Risk for the current or future pregnancies is dependent on your partner’s carrier status; however, individuals with just one copy (heterozygous) of the factor V Leiden variant have a 50% chance to have a child heterozygous for factor V Leiden thrombophilia.

Disease Explained:

Factor V Leiden is the most common inherited defect of coagulation, present in about 5% of Caucasian Americans and 40% of pregnant women presenting with venous thrombosis. The severity of thrombophilia is dependent on the number of copies of the variant as well as other factors. Individuals with one copy of G1691A and no personal history have less than a 1% chance for venous thromboembolism during pregnancy; with a personal history, risk increases to 10%. Individuals with two copies of G1691A and no personal or family history have a 1-2% risk for venous thromboembolism during pregnancy. In the presence of family or personal history, risk approaches 17%.

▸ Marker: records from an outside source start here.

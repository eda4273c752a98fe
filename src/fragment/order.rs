use crate::domain::entry::FragmentRef;

/// Sorts fragments by the integer value of their sequence name. The sort is stable
/// and unparsable names count as `0`, so they keep their relative order at the front.
pub fn order(mut fragments: Vec<FragmentRef>) -> Vec<FragmentRef> {
    fragments.sort_by_key(FragmentRef::sequence_number);
    fragments
}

Coexisting thrombophilias and other risk factors including travel, use of oral contraceptives, use of hormone replacement therapy, use of selective estrogen receptor modulators, pregnancy status, age, and surgery also play a role in risk of venous thrombosis. Alternative methods to oral contraceptives should be considered in women with factor V Leiden thrombophilia due to the increased risk of thromboembolism.

How the Genetics Works:

The clinical features of factor V Leiden can be explained by a pathogenic variant, G1691A (R506Q), in the F5 gene. All individuals have two copies of the F5 gene. Individuals with factor V Leiden have either one or two copies of the F5 variant. The variant causes resistance to activated protein C (APC), a protein that normally decreases the rate of thrombin generation in plasma. APC resistance causes the increased risk for thrombosis.